DATA IN THIS EXERCISE START

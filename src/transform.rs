//! Rotation of cylindrical field components and derivatives into the Cartesian basis.

use crate::{
    geometry::{
        CylDim::{self, Phi, R, Z},
        Dim3, InCyl, Jacobian3, Vec3,
    },
    num::fbf,
};

/// Partial derivatives of the cylindrical field components (Bz, Br, Bphi)
/// with respect to the cylindrical coordinates z, r and phi.
#[derive(Clone, Copy, Debug, PartialEq)]
pub struct CylDerivatives {
    /// Derivatives of (Bz, Br, Bphi) with respect to z.
    pub d_dz: InCyl<fbf>,
    /// Derivatives of (Bz, Br, Bphi) with respect to r.
    pub d_dr: InCyl<fbf>,
    /// Derivatives of (Bz, Br, Bphi) with respect to phi.
    pub d_dphi: InCyl<fbf>,
}

impl CylDerivatives {
    /// Creates a new set of derivatives, given per coordinate.
    pub fn new(d_dz: InCyl<fbf>, d_dr: InCyl<fbf>, d_dphi: InCyl<fbf>) -> Self {
        Self { d_dz, d_dr, d_dphi }
    }

    /// Creates a new set of derivatives from a 3x3 table where
    /// `table[coord][component]` is the derivative of the component
    /// with respect to the coordinate, both in (z, r, phi) order.
    pub fn from_table(table: [[fbf; 3]; 3]) -> Self {
        let [d_dz, d_dr, d_dphi] = table.map(|[z, r, phi]| InCyl::new(z, r, phi));
        Self::new(d_dz, d_dr, d_dphi)
    }

    /// Returns the derivatives of all components with respect to the given coordinate.
    pub fn with_respect_to(&self, coord: CylDim) -> &InCyl<fbf> {
        match coord {
            Z => &self.d_dz,
            R => &self.d_dr,
            Phi => &self.d_dphi,
        }
    }
}

/// Azimuthal direction cosines of a point, used to rotate cylindrical
/// quantities at that point into the Cartesian basis.
#[derive(Clone, Copy, Debug, PartialEq)]
pub struct DirectionCosines {
    cos: fbf,
    sin: fbf,
    inv_r: fbf,
}

impl DirectionCosines {
    /// Computes the direction cosines `x/r` and `y/r` of a point.
    ///
    /// On the axis (`r == 0`) the direction is undefined, and the direction
    /// of `fallback_phi` is used instead, with `1/r` set to zero. Terms of the
    /// Jacobian that scale with `1/r` then vanish.
    pub fn new(x: fbf, y: fbf, r: fbf, fallback_phi: fbf) -> Self {
        if r == 0.0 {
            Self {
                cos: fallback_phi.cos(),
                sin: fallback_phi.sin(),
                inv_r: 0.0,
            }
        } else {
            let inv_r = 1.0 / r;
            Self {
                cos: x * inv_r,
                sin: y * inv_r,
                inv_r,
            }
        }
    }

    pub fn cos(&self) -> fbf {
        self.cos
    }

    pub fn sin(&self) -> fbf {
        self.sin
    }

    pub fn inv_r(&self) -> fbf {
        self.inv_r
    }

    /// Rotates a field vector given as (Bz, Br, Bphi) into (Bx, By, Bz).
    pub fn rotate_field(&self, field: &InCyl<fbf>) -> Vec3 {
        let (c, s) = (self.cos, self.sin);
        Vec3::new(
            field[R] * c - field[Phi] * s,
            field[R] * s + field[Phi] * c,
            field[Z],
        )
    }

    /// Computes the Cartesian Jacobian `d(Bx, By, Bz)/d(x, y, z)` from the
    /// cylindrical derivatives and the already rotated field vector.
    pub fn rotate_jacobian(&self, derivatives: &CylDerivatives, field: &Vec3) -> Jacobian3 {
        let (c, s, ir) = (self.cos, self.sin, self.inv_r);
        let (cc, cs, ss) = (c * c, c * s, s * s);
        let CylDerivatives { d_dz, d_dr, d_dphi } = derivatives;

        Jacobian3::from_row_major([
            cc * d_dr[R]
                - cs * d_dr[Phi]
                - cs * ir * d_dphi[R]
                + ss * ir * d_dphi[Phi]
                + s * ir * field[Dim3::Y],
            cs * d_dr[R]
                - ss * d_dr[Phi]
                + cc * ir * d_dphi[R]
                - cs * ir * d_dphi[Phi]
                - c * ir * field[Dim3::Y],
            c * d_dz[R] - s * d_dz[Phi],
            cs * d_dr[R]
                + cc * d_dr[Phi]
                - ss * ir * d_dphi[R]
                - cs * ir * d_dphi[Phi]
                - s * ir * field[Dim3::X],
            ss * d_dr[R]
                + cs * d_dr[Phi]
                + cs * ir * d_dphi[R]
                + cc * ir * d_dphi[Phi]
                + c * ir * field[Dim3::X],
            s * d_dz[R] + c * d_dz[Phi],
            c * d_dr[Z] - s * ir * d_dphi[Z],
            s * d_dr[Z] + c * ir * d_dphi[Z],
            d_dz[Z],
        ])
    }
}
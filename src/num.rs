//! Utilities related to numbers.

/// Floating-point precision to use for field values and coordinates.
#[allow(non_camel_case_types)]
pub type fbf = f64;

/// Returns the relative difference between two values, falling back to the
/// absolute difference when the reference value is smaller than `abs_floor`.
pub fn relative_difference(value: fbf, reference: fbf, abs_floor: fbf) -> fbf {
    let diff = fbf::abs(value - reference);
    let magnitude = fbf::abs(reference);
    if magnitude < abs_floor {
        diff
    } else {
        diff / magnitude
    }
}

#[cfg(test)]
mod tests {

    use super::*;

    #[test]
    fn relative_difference_uses_absolute_difference_near_zero() {
        assert_eq!(relative_difference(2.0, 1.0, 1e-12), 1.0);
        assert_eq!(relative_difference(3.0, 2.0, 1e-12), 0.5);
        assert_eq!(relative_difference(1e-14, 0.0, 1e-12), 1e-14);
    }
}
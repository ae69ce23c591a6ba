//! Trilinear interpolation accumulating per-corner component lanes.

use super::{
    component_lanes_to_cyl, component_lanes_to_derivatives, CellFractions, FieldInterpolator,
};
use crate::{
    cell::{Corner, FieldCellCache},
    geometry::{
        CylDim::{self, Phi, R, Z},
        InCyl,
    },
    lanes::Lanes4,
    num::fbf,
    transform::CylDerivatives,
};

/// A trilinear interpolator that packs the components (Bz, Br, Bphi, 0) of
/// each corner into a lane group and accumulates the groups with scalar
/// corner weights, computing values and derivatives in the same pass.
#[derive(Clone, Copy, Debug, Default)]
pub struct HybridInterpolator;

impl HybridInterpolator {
    /// Creates a new hybrid interpolator.
    pub fn new() -> Self {
        Self
    }

    fn corner_lanes(cache: &FieldCellCache, corner: Corner) -> Lanes4 {
        Lanes4::from_array([
            cache.samples(Z)[corner],
            cache.samples(R)[corner],
            cache.samples(Phi)[corner],
            0.0,
        ])
    }

    fn axis_weight(fractions: &CellFractions, corner: Corner, dim: CylDim) -> fbf {
        fractions.weights(dim)[usize::from(corner.bit(dim))]
    }

    fn axis_difference_weight(corner: Corner, dim: CylDim) -> fbf {
        if corner.bit(dim) {
            1.0
        } else {
            -1.0
        }
    }

    fn accumulate(cache: &FieldCellCache, fractions: &CellFractions) -> [Lanes4; 4] {
        let mut value = Lanes4::zero();
        let mut d_dz = Lanes4::zero();
        let mut d_dr = Lanes4::zero();
        let mut d_dphi = Lanes4::zero();

        for corner in Corner::all() {
            let lanes = Self::corner_lanes(cache, corner);
            let (wz, wr, wphi) = (
                Self::axis_weight(fractions, corner, Z),
                Self::axis_weight(fractions, corner, R),
                Self::axis_weight(fractions, corner, Phi),
            );
            value += lanes * (wz * wr * wphi);
            d_dz += lanes * (Self::axis_difference_weight(corner, Z) * wr * wphi);
            d_dr += lanes * (wz * Self::axis_difference_weight(corner, R) * wphi);
            d_dphi += lanes * (wz * wr * Self::axis_difference_weight(corner, Phi));
        }
        [value, d_dz, d_dr, d_dphi]
    }
}

impl FieldInterpolator for HybridInterpolator {
    fn interp_cylindrical_field(
        &self,
        cache: &FieldCellCache,
        fractions: &CellFractions,
    ) -> InCyl<fbf> {
        let mut value = Lanes4::zero();
        for corner in Corner::all() {
            let weight = Self::axis_weight(fractions, corner, Z)
                * Self::axis_weight(fractions, corner, R)
                * Self::axis_weight(fractions, corner, Phi);
            value += Self::corner_lanes(cache, corner) * weight;
        }
        component_lanes_to_cyl(value * cache.scale())
    }

    fn compute_cylindrical_derivatives(
        &self,
        cache: &FieldCellCache,
        fractions: &CellFractions,
    ) -> CylDerivatives {
        self.interp_cylindrical_field_and_derivatives(cache, fractions).1
    }

    fn interp_cylindrical_field_and_derivatives(
        &self,
        cache: &FieldCellCache,
        fractions: &CellFractions,
    ) -> (InCyl<fbf>, CylDerivatives) {
        let scale = cache.scale();
        let [value, d_dz, d_dr, d_dphi] = Self::accumulate(cache, fractions);
        (
            component_lanes_to_cyl(value * scale),
            component_lanes_to_derivatives(
                d_dz * (scale * cache.inverse_width(Z)),
                d_dr * (scale * cache.inverse_width(R)),
                d_dphi * (scale * cache.inverse_width(Phi)),
            ),
        )
    }
}

#[cfg(test)]
mod tests {

    use super::*;
    use crate::interpolation::scalar::ScalarInterpolator;
    use approx::assert_relative_eq;

    #[test]
    fn combined_pass_matches_separate_scalar_passes() {
        let corner_vectors: [InCyl<fbf>; 8] = std::array::from_fn(|idx| {
            let x = idx as fbf;
            InCyl::new(100.0 - 3.0 * x, x.sqrt(), 0.1 * x * x)
        });
        let cache = FieldCellCache::from_corner_vectors(
            InCyl::new(5.0, 20.0, -0.4),
            InCyl::new(6.0, 22.0, 0.4),
            0.01,
            &corner_vectors,
        );
        let (hybrid, scalar) = (HybridInterpolator::new(), ScalarInterpolator::new());
        for &(z, r, phi) in &[(5.5, 21.0, 0.0), (6.0, 20.0, -0.4), (4.5, 23.0, 0.3)] {
            let fractions = CellFractions::locate(&cache, z, r, phi);
            let (field, derivatives) =
                hybrid.interp_cylindrical_field_and_derivatives(&cache, &fractions);
            assert_eq!(field, hybrid.interp_cylindrical_field(&cache, &fractions));
            assert_relative_eq!(
                field,
                scalar.interp_cylindrical_field(&cache, &fractions),
                epsilon = 1e-14,
                max_relative = 1e-12
            );
            let reference = scalar.compute_cylindrical_derivatives(&cache, &fractions);
            for coord in CylDim::slice() {
                assert_relative_eq!(
                    derivatives.with_respect_to(coord),
                    reference.with_respect_to(coord),
                    epsilon = 1e-14,
                    max_relative = 1e-10
                );
            }
        }
    }
}
//! Trilinear interpolation as contractions of corner weight arrays with the
//! corner samples, using plain loops over fixed-size arrays so that the
//! compiler is free to vectorize them.

use super::{CellFractions, FieldInterpolator};
use crate::{
    cell::{Corner, FieldCellCache},
    geometry::{
        CylDim::{Phi, R, Z},
        InCyl,
    },
    num::fbf,
    transform::CylDerivatives,
};

/// Weights of the lower and upper corners along an axis when differentiating along it.
const DIFFERENCE_WEIGHTS: [fbf; 2] = [-1.0, 1.0];

/// A trilinear interpolator contracting arrays of corner weights with the samples.
#[derive(Clone, Copy, Debug, Default)]
pub struct AutoVecInterpolator;

impl AutoVecInterpolator {
    /// Creates a new auto-vectorizable interpolator.
    pub fn new() -> Self {
        Self
    }

    /// Computes the product of the per-axis weights for every corner, in storage order.
    fn corner_weights(z_weights: [fbf; 2], r_weights: [fbf; 2], phi_weights: [fbf; 2]) -> [fbf; 8] {
        let mut weights = [0.0; 8];
        for (idx, weight) in weights.iter_mut().enumerate() {
            let z_bit = (idx / Corner::Z_STRIDE) & 1;
            let r_bit = (idx / Corner::R_STRIDE) & 1;
            let phi_bit = (idx / Corner::PHI_STRIDE) & 1;
            *weight = z_weights[z_bit] * r_weights[r_bit] * phi_weights[phi_bit];
        }
        weights
    }

    fn contract(weights: &[fbf; 8], samples: &[fbf; 8]) -> fbf {
        let mut sum = 0.0;
        for idx in 0..8 {
            sum += weights[idx] * samples[idx];
        }
        sum
    }

    fn contract_all(cache: &FieldCellCache, weights: &[fbf; 8], factor: fbf) -> InCyl<fbf> {
        InCyl::with_each_component(|component| {
            factor * Self::contract(weights, cache.samples(component).as_array())
        })
    }
}

impl FieldInterpolator for AutoVecInterpolator {
    fn interp_cylindrical_field(
        &self,
        cache: &FieldCellCache,
        fractions: &CellFractions,
    ) -> InCyl<fbf> {
        let weights = Self::corner_weights(
            fractions.weights(Z),
            fractions.weights(R),
            fractions.weights(Phi),
        );
        Self::contract_all(cache, &weights, cache.scale())
    }

    fn compute_cylindrical_derivatives(
        &self,
        cache: &FieldCellCache,
        fractions: &CellFractions,
    ) -> CylDerivatives {
        let scale = cache.scale();
        let (z_weights, r_weights, phi_weights) = (
            fractions.weights(Z),
            fractions.weights(R),
            fractions.weights(Phi),
        );

        let z_diff_weights = Self::corner_weights(DIFFERENCE_WEIGHTS, r_weights, phi_weights);
        let r_diff_weights = Self::corner_weights(z_weights, DIFFERENCE_WEIGHTS, phi_weights);
        let phi_diff_weights = Self::corner_weights(z_weights, r_weights, DIFFERENCE_WEIGHTS);

        CylDerivatives::new(
            Self::contract_all(cache, &z_diff_weights, scale * cache.inverse_width(Z)),
            Self::contract_all(cache, &r_diff_weights, scale * cache.inverse_width(R)),
            Self::contract_all(cache, &phi_diff_weights, scale * cache.inverse_width(Phi)),
        )
    }
}
//! In-memory connection pool bookkeeping.
//!
//! [`SimulatedPool`] tracks the same counters a real database pool
//! reports without opening any connections. It drives the demo binary and
//! stands in for a live pool in tests.

mod config;
mod simulated;

pub use config::PoolConfig;
pub use simulated::{CloseReason, PoolError, SimulatedPool};
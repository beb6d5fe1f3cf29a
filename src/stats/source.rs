//! The statistics source capability.

use super::StatsSnapshot;
use thiserror::Error;

/// Errors raised when a snapshot cannot be taken.
#[derive(Debug, Clone, PartialEq, Eq, Error)]
pub enum StatsError {
    #[error("connection pool is closed")]
    Closed,
    #[error("pool statistics unavailable: {0}")]
    Unavailable(String),
}

/// Anything that can report a [`StatsSnapshot`] on demand.
///
/// Implementations are expected to be cheap and non-blocking, since
/// they run inside a scrape. Snapshot consistency is the source's
/// responsibility; callers may invoke `stats` from several threads at
/// once.
pub trait StatsSource: Send + Sync {
    /// Returns the current pool statistics.
    fn stats(&self) -> Result<StatsSnapshot, StatsError>;
}

impl<F> StatsSource for F
where
    F: Fn() -> Result<StatsSnapshot, StatsError> + Send + Sync,
{
    fn stats(&self) -> Result<StatsSnapshot, StatsError> {
        self()
    }
}
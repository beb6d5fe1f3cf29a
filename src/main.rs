//! Pool Stats Exporter demo
//!
//! Serves the stats of a simulated connection pool on `/metrics` while a
//! background task checks connections in and out.

use clap::Parser;
use pool_stats_exporter::{
    config::FileConfig,
    metrics::{Exporter, MetricsServer, StatsCollector},
    pool::{CloseReason, PoolError, SimulatedPool},
};
use std::path::PathBuf;
use std::sync::Arc;
use std::time::Duration;
use tracing::{info, warn};
use tracing_subscriber::EnvFilter;

/// Serve simulated connection pool stats as Prometheus metrics.
#[derive(Debug, Parser)]
#[command(version, about)]
struct Args {
    /// TOML configuration file.
    #[arg(long)]
    config: Option<PathBuf>,

    /// Driver name inserted into metric names.
    #[arg(long)]
    driver_name: Option<String>,

    /// Port for the metrics endpoint.
    #[arg(long)]
    port: Option<u16>,

    /// Maximum open connections (0 = unlimited).
    #[arg(long)]
    max_open: Option<u64>,

    /// Maximum idle connections.
    #[arg(long)]
    max_idle: Option<u64>,

    /// Interval between simulated workload steps, in milliseconds.
    #[arg(long, default_value_t = 250)]
    tick_ms: u64,
}

impl Args {
    fn load_config(&self) -> Result<FileConfig, Box<dyn std::error::Error>> {
        let mut config = match &self.config {
            Some(path) => FileConfig::from_file(path)?,
            None => FileConfig::default(),
        };
        if let Some(driver_name) = &self.driver_name {
            config.collector.driver_name = driver_name.clone();
        }
        if let Some(port) = self.port {
            config.server.port = port;
        }
        if let Some(max_open) = self.max_open {
            config.pool.max_open = max_open;
        }
        if let Some(max_idle) = self.max_idle {
            config.pool.max_idle = max_idle;
        }
        Ok(config)
    }
}

/// Builds the log filter from `RUST_LOG`, falling back to `info`.
fn env_filter(directives: Option<&str>) -> EnvFilter {
    directives
        .and_then(|d| EnvFilter::try_new(d).ok())
        .unwrap_or_else(|| EnvFilter::new("info"))
}

#[tokio::main]
async fn main() {
    // Initialize logging
    tracing_subscriber::fmt()
        .with_env_filter(env_filter(std::env::var("RUST_LOG").ok().as_deref()))
        .init();

    info!("Pool Stats Exporter v{}", pool_stats_exporter::VERSION);

    let args = Args::parse();
    let config = match args.load_config() {
        Ok(config) => config,
        Err(e) => {
            eprintln!("Failed to load configuration: {}", e);
            std::process::exit(1);
        }
    };

    let pool = Arc::new(SimulatedPool::new(config.pool.clone()));
    let collector = match StatsCollector::new(pool.clone(), &config.collector) {
        Ok(collector) => collector,
        Err(e) => {
            eprintln!("Invalid driver name {:?}: {}", config.collector.driver_name, e);
            std::process::exit(1);
        }
    };

    let mut exporter = Exporter::new();
    if let Err(e) = exporter.register_stats(collector) {
        eprintln!("Failed to register collector: {}", e);
        std::process::exit(1);
    }

    tokio::spawn(simulate_workload(
        pool.clone(),
        Duration::from_millis(args.tick_ms.max(1)),
    ));

    let server = MetricsServer::new(config.server.clone(), exporter);
    let shutdown = async {
        if let Err(e) = tokio::signal::ctrl_c().await {
            warn!("Failed to listen for shutdown signal: {}", e);
        }
    };

    if let Err(e) = server.run(shutdown).await {
        eprintln!("Metrics server failed: {}", e);
        std::process::exit(1);
    }

    if let Err(e) = pool.close() {
        warn!("Failed to close pool: {}", e);
    }
    info!("Done.");
}

/// Ramps load up until the pool is exhausted, drains it, and
/// periodically expires idle connections.
async fn simulate_workload(pool: Arc<SimulatedPool>, tick: Duration) {
    let mut interval = tokio::time::interval(tick);
    let mut step: u64 = 0;
    let mut held: u64 = 0;

    loop {
        interval.tick().await;
        step += 1;

        // Alternate eight steps of load with eight steps of release.
        let result = if step % 16 < 8 {
            pool.acquire().map(|()| held += 1)
        } else if held > 0 {
            pool.release().map(|()| held -= 1)
        } else {
            Ok(())
        };

        match result {
            Ok(()) | Err(PoolError::Exhausted { .. }) => {}
            Err(PoolError::Closed) => break,
            Err(e) => warn!("Simulated workload step failed: {}", e),
        }

        if step % 64 == 0 {
            let reason = if step % 128 == 0 {
                CloseReason::Lifetime
            } else {
                CloseReason::IdleTime
            };
            if let Ok(expired) = pool.expire_idle(reason) {
                info!(expired, ?reason, "Expired idle connections");
            }
        }
    }
}
//! Point-in-time pool statistics.

use std::time::Duration;

/// Pool health at a single instant.
///
/// Gauges describe the current state of the pool. The remaining fields
/// are cumulative since the pool was created and never decrease.
#[derive(Debug, Clone, Copy, Default, PartialEq, Eq)]
pub struct StatsSnapshot {
    /// Maximum number of open connections (0 = unlimited).
    pub max_open_connections: u64,
    /// Established connections, both in use and idle.
    pub open_connections: u64,
    /// Connections currently in use.
    pub in_use: u64,
    /// Idle connections.
    pub idle: u64,
    /// Total number of connections waited for.
    pub wait_count: u64,
    /// Total time blocked waiting for a new connection.
    pub wait_duration: Duration,
    /// Connections closed because the idle limit was reached.
    pub max_idle_closed: u64,
    /// Connections closed because they sat idle for too long.
    pub max_idle_time_closed: u64,
    /// Connections closed because they exceeded their lifetime.
    pub max_lifetime_closed: u64,
}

DATA IN THIS EXERCISE END

→ **EXERCISE**
Check each line above for "factor" and give the number of lines that match, nothing more.

→ **COMPLETED EXERCISE**
2